By Jackie Craven, About.com

Palladio's Basilica in Vicenza, Italy

Palladio's Basilica in Vicenza, Italy

Photo © Mary Ann Sullivan, Digital Imaging Project
Definition: Between 1400 to 1600 AD, a return to classical ideas ushered an "age of "awakening" in Italy and northern Europe. This period is known as the Renaissance, which means born anew in Italian.

Renaissance architecture was inspired by architecture of classical Greece and Rome. Earlier Gothic architecture was asymmetrical and complex. Renaissance architecture was highly symmetrical and carefully proportioned.

Features of Renaissance Buildings:

Phases of the Renaissance:

The Renaissance did not arrive overnight - For more than five centuries, artists in Northern Italy were exploring new ideas. During the early 1500s, Italy saw an explosion of talent and innovation. This period is called the High Renaissance.

Over the next century, Renaissance ideas crept north through Europe, gradually replacing the earlier Gothic approaches to art and architecture.
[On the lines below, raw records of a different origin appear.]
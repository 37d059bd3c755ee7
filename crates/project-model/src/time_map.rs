//! The speed/duration coupling of a clip.
//!
//! For audio/video clips the relation
//!
//! ```text
//! speed = trim.duration / main_track_duration
//! ```
//!
//! holds after every successful mutation. There are exactly three setters,
//! each owning one field and recomputing one other:
//!
//! | setter                    | holds fixed          | recomputes            |
//! |---------------------------|----------------------|-----------------------|
//! | `set_main_track_duration` | trim                 | speed                 |
//! | `set_speed`               | trim                 | main-track duration   |
//! | `set_trim_range`          | main-track duration  | speed                 |
//!
//! A rejected call leaves every field as it was.

use montage_common::{Diagnostic, MontageError, MontageResult, TimeRange};

use crate::clip::{Clip, ClipMedia};

/// Stateless time mapping over [`Clip`] values.
pub struct TimeMapper;

impl TimeMapper {
    /// Set the main-track duration; speed follows.
    ///
    /// Image clips simply take the new duration.
    pub fn set_main_track_duration(clip: &mut Clip, secs: f64) -> MontageResult<()> {
        if !secs.is_finite() || secs < 0.0 {
            return Err(MontageError::invalid_parameter(format!(
                "main-track duration must be >= 0, got {secs}"
            )));
        }

        match &mut clip.media {
            ClipMedia::Image => {
                clip.main_track_duration_secs = secs;
            }
            ClipMedia::AudioVideo(timing) => {
                let speed = checked_speed(timing.trim.duration_secs, secs)?;
                timing.speed = speed;
                clip.main_track_duration_secs = secs;
            }
        }
        Ok(())
    }

    /// Set the playback speed; main-track duration follows.
    pub fn set_speed(clip: &mut Clip, speed: f64) -> MontageResult<()> {
        if !speed.is_finite() || speed <= 0.0 {
            return Err(MontageError::invalid_parameter(format!(
                "speed must be > 0, got {speed}"
            )));
        }

        match &mut clip.media {
            ClipMedia::Image => Err(MontageError::invalid_parameter(
                "image clips have no playback speed",
            )),
            ClipMedia::AudioVideo(timing) => {
                let duration = timing.trim.duration_secs / speed;
                if !duration.is_finite() {
                    return Err(MontageError::invalid_parameter(format!(
                        "speed {speed} yields an unrepresentable duration"
                    )));
                }
                timing.speed = speed;
                clip.main_track_duration_secs = duration;
                Ok(())
            }
        }
    }

    /// Set the trim range; speed follows at the current main-track duration.
    ///
    /// A range reaching past the end of the source is clipped to the
    /// source and reported through the returned diagnostic.
    pub fn set_trim_range(clip: &mut Clip, range: TimeRange) -> MontageResult<Option<Diagnostic>> {
        if !range.is_well_formed() {
            return Err(MontageError::invalid_parameter(format!(
                "malformed trim range [{} +{}]",
                range.start_secs, range.duration_secs
            )));
        }

        let main = clip.main_track_duration_secs;
        match &mut clip.media {
            ClipMedia::Image => Err(MontageError::invalid_parameter(
                "image clips have no trim range",
            )),
            ClipMedia::AudioVideo(timing) => {
                let clipped = range.clipped_to(timing.source_duration_secs);
                let speed = checked_speed(clipped.duration_secs, main)?;

                let diagnostic = (!clipped.approx_eq(&range)).then(|| {
                    Diagnostic::TrimClamped {
                        requested_start_secs: range.start_secs,
                        requested_duration_secs: range.duration_secs,
                        applied_duration_secs: clipped.duration_secs,
                    }
                    .emitted()
                });

                timing.trim = clipped;
                timing.speed = speed;
                Ok(diagnostic)
            }
        }
    }

    /// Map a time on the main track (relative to the clip's start) to a
    /// time in the source.
    ///
    /// `local = trim.start + t * speed`, clamped to the trim range. Image
    /// clips always map to `0`.
    pub fn global_to_local(clip: &Clip, t: f64) -> f64 {
        match clip.timing() {
            None => 0.0,
            Some(timing) => timing.trim.clamp(timing.trim.start_secs + t * timing.speed),
        }
    }

    /// Inverse of [`TimeMapper::global_to_local`] for times inside the trim range.
    pub fn local_to_global(clip: &Clip, local: f64) -> f64 {
        match clip.timing() {
            None => 0.0,
            Some(timing) => {
                let t = (timing.trim.clamp(local) - timing.trim.start_secs) / timing.speed;
                t.clamp(0.0, clip.main_track_duration_secs)
            }
        }
    }
}

fn checked_speed(trim_secs: f64, main_secs: f64) -> MontageResult<f64> {
    if main_secs <= 0.0 {
        return Err(MontageError::invalid_parameter(
            "audio/video clips need a main-track duration > 0",
        ));
    }
    let speed = trim_secs / main_secs;
    if !speed.is_finite() || speed <= 0.0 {
        return Err(MontageError::invalid_parameter(format!(
            "trim of {trim_secs}s over {main_secs}s gives an invalid speed"
        )));
    }
    Ok(speed)
}
//! The timeline entity: an ordered main track plus free-floating overlays.
//!
//! The main track is contiguous: each clip starts where the previous one
//! ends, minus the overlap of any transition between them. Overlays carry
//! their own start time and never change the total duration.

use serde::{Deserialize, Serialize};

use montage_common::{MontageError, MontageResult, TimeRange};

use crate::clip::Clip;
use crate::region::Size;

/// Direction of travel for wipes and slides.
#[derive(Debug, Clone, Copy, PartialEq, Eq, Hash, Serialize, Deserialize)]
#[serde(rename_all = "snake_case")]
pub enum Direction {
    Left,
    Right,
    Up,
    Down,
}

/// Visual style of a transition between two main-track clips.
#[derive(Debug, Clone, Copy, PartialEq, Eq, Hash, Serialize, Deserialize)]
#[serde(rename_all = "snake_case")]
pub enum TransitionKind {
    /// Cross-fade between the two clips.
    Dissolve,
    /// Fade the outgoing clip out, then the incoming clip in.
    Fade,
    /// Reveal the incoming clip behind an edge moving in `direction`.
    Wipe { direction: Direction },
    /// Push the incoming clip in, travelling in `direction`.
    Slide { direction: Direction },
}

/// A transition from one main-track clip into the next.
#[derive(Debug, Clone, Copy, PartialEq, Serialize, Deserialize)]
pub struct Transition {
    pub kind: TransitionKind,
    /// Requested overlap in seconds. The composer may clamp it.
    pub duration_secs: f64,
}

impl Transition {
    pub fn new(kind: TransitionKind, duration_secs: f64) -> MontageResult<Self> {
        if !duration_secs.is_finite() || duration_secs < 0.0 {
            return Err(MontageError::invalid_parameter(format!(
                "transition duration must be >= 0, got {duration_secs}"
            )));
        }
        Ok(Self {
            kind,
            duration_secs,
        })
    }
}

/// A clip on the main track with its outgoing transition.
#[derive(Debug, Clone)]
pub struct MainTrackItem {
    pub clip: Clip,
    /// Transition into the next main-track clip. Ignored on the last clip.
    pub transition_out: Option<Transition>,
}

/// A clip placed on an overlay (mix) track.
#[derive(Debug, Clone)]
pub struct OverlayItem {
    pub clip: Clip,
    /// Where on the main-track timeline the overlay becomes active.
    pub start_secs: f64,
}

impl OverlayItem {
    /// End of the activation window `[start, start + duration)`.
    pub fn end_secs(&self) -> f64 {
        self.start_secs + self.clip.main_track_duration_secs()
    }

    pub fn is_active_at(&self, t: f64) -> bool {
        TimeRange::new(self.start_secs, self.clip.main_track_duration_secs()).contains(t)
    }
}

/// Editing timeline owned by the caller.
#[derive(Debug, Clone)]
pub struct Timeline {
    /// Output frame size; the destination space for every clip.
    pub render_size: Size,
    main_track: Vec<MainTrackItem>,
    overlays: Vec<OverlayItem>,
}

impl Timeline {
    pub fn new(render_size: Size) -> Self {
        Self {
            render_size,
            main_track: Vec::new(),
            overlays: Vec::new(),
        }
    }

    pub fn main_track(&self) -> &[MainTrackItem] {
        &self.main_track
    }

    pub fn overlays(&self) -> &[OverlayItem] {
        &self.overlays
    }

    pub fn main_track_mut(&mut self) -> &mut [MainTrackItem] {
        &mut self.main_track
    }

    pub fn overlays_mut(&mut self) -> &mut [OverlayItem] {
        &mut self.overlays
    }

    /// Append a clip to the end of the main track.
    pub fn push_main(&mut self, clip: Clip) {
        self.main_track.push(MainTrackItem {
            clip,
            transition_out: None,
        });
    }

    /// Insert a clip at `index` on the main track.
    pub fn insert_main(&mut self, index: usize, clip: Clip) -> MontageResult<()> {
        if index > self.main_track.len() {
            return Err(MontageError::out_of_range(format!(
                "main-track index {index} beyond length {}",
                self.main_track.len()
            )));
        }
        self.main_track.insert(
            index,
            MainTrackItem {
                clip,
                transition_out: None,
            },
        );
        Ok(())
    }

    /// Remove and return the main-track clip at `index`.
    pub fn remove_main(&mut self, index: usize) -> MontageResult<Clip> {
        if index >= self.main_track.len() {
            return Err(MontageError::out_of_range(format!(
                "main-track index {index} beyond length {}",
                self.main_track.len()
            )));
        }
        Ok(self.main_track.remove(index).clip)
    }

    /// Set or clear the transition after the main-track clip at `index`.
    pub fn set_transition(
        &mut self,
        index: usize,
        transition: Option<Transition>,
    ) -> MontageResult<()> {
        let len = self.main_track.len();
        let item = self.main_track.get_mut(index).ok_or_else(|| {
            MontageError::out_of_range(format!("main-track index {index} beyond length {len}"))
        })?;
        item.transition_out = transition;
        Ok(())
    }

    /// Add an overlay clip active from `start_secs`.
    pub fn add_overlay(&mut self, clip: Clip, start_secs: f64) -> MontageResult<()> {
        if !start_secs.is_finite() || start_secs < 0.0 {
            return Err(MontageError::invalid_parameter(format!(
                "overlay start must be >= 0, got {start_secs}"
            )));
        }
        self.overlays.push(OverlayItem { clip, start_secs });
        Ok(())
    }

    /// Remove and return the overlay at `index`.
    pub fn remove_overlay(&mut self, index: usize) -> MontageResult<Clip> {
        if index >= self.overlays.len() {
            return Err(MontageError::out_of_range(format!(
                "overlay index {index} beyond length {}",
                self.overlays.len()
            )));
        }
        Ok(self.overlays.remove(index).clip)
    }

    /// Sum of main-track durations, ignoring transition overlap.
    pub fn nominal_duration_secs(&self) -> f64 {
        self.main_track
            .iter()
            .map(|item| item.clip.main_track_duration_secs())
            .sum()
    }

    pub fn is_empty(&self) -> bool {
        self.main_track.is_empty()
    }
}

#[cfg(test)]
mod tests {
    use super::*;
    use crate::clip::ClipKind;
    use crate::media::testing::{context, FakeProbe};

    #[test]
    fn test_main_track_ordering_and_removal() {
        let (_, ctx) = context(
            FakeProbe::default()
                .with_video("a.mp4", 4.0, 640, 360)
                .with_video("b.mp4", 6.0, 640, 360),
        );
        let mut timeline = Timeline::new(Size::new(1280.0, 720.0));
        timeline.push_main(Clip::open(ClipKind::AudioVideo, "b.mp4", &ctx).unwrap());
        timeline
            .insert_main(0, Clip::open(ClipKind::AudioVideo, "a.mp4", &ctx).unwrap())
            .unwrap();

        assert_eq!(timeline.main_track()[0].clip.source_uri(), Some("a.mp4"));
        assert!((timeline.nominal_duration_secs() - 10.0).abs() < 1e-9);

        let removed = timeline.remove_main(0).unwrap();
        assert_eq!(removed.source_uri(), Some("a.mp4"));
        assert!(timeline.remove_main(5).is_err());
    }

    #[test]
    fn test_overlay_window_is_half_open() {
        let (_, ctx) = context(FakeProbe::default().with_image("sticker.png", 100, 100));
        let mut timeline = Timeline::new(Size::new(1280.0, 720.0));
        let mut sticker = Clip::open(ClipKind::Image, "sticker.png", &ctx).unwrap();
        sticker.set_main_track_duration(2.0).unwrap();
        timeline.add_overlay(sticker, 1.0).unwrap();

        let overlay = &timeline.overlays()[0];
        assert!(overlay.is_active_at(1.0));
        assert!(overlay.is_active_at(2.999));
        assert!(!overlay.is_active_at(3.0));

        let copy = overlay.clip.clone();
        assert!(timeline.add_overlay(copy, -1.0).is_err());
    }

    #[test]
    fn test_transition_rejects_negative_duration() {
        assert!(Transition::new(TransitionKind::Dissolve, -0.5).is_err());
        let t = Transition::new(TransitionKind::Wipe { direction: Direction::Right }, 0.5).unwrap();
        let json = serde_json::to_string(&t.kind).unwrap();
        assert_eq!(json, r#"{"wipe":{"direction":"right"}}"#);
    }
}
During the 1600s, Renaissance ideas evolved into the more heavily ornamented Baroque style.

Long after the Renaissance period ended, architects were inspired by Renaissance ideas. In the 1700s and early 1800s, fashionable architects designed stately Neoclassical buildings. A century later, American architects like Richard Morris Hunt designed grand Renaissance Revival style homes that resembled palaces and villas from Renaissance Italy.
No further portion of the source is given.